## Assignment
Examine the entries and show every line in which the word "performance" is found.
Input data START
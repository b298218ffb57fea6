//! segno-model: Score-to-performance rendering
//!
//! Turns score content into per-track performance event streams and keeps
//! them consistent under document edits:
//! - `EventsRenderer`: pure segment → event rendering (incl. metronome)
//! - `PlaybackContext`: forward-accumulated dynamics/articulation state
//! - `SetupDataResolver`: static per-track sound configuration
//! - `PlaybackModel`: incremental orchestration, caching, change fan-out

mod context;
mod event;
mod model;
mod renderer;
mod setup;

pub use context::*;
pub use event::*;
pub use model::*;
pub use renderer::*;
pub use setup::*;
Input data END
## Your solution
//! segno-model: Score-to-performance rendering
//! Turns score content into per-track performance event streams and keeps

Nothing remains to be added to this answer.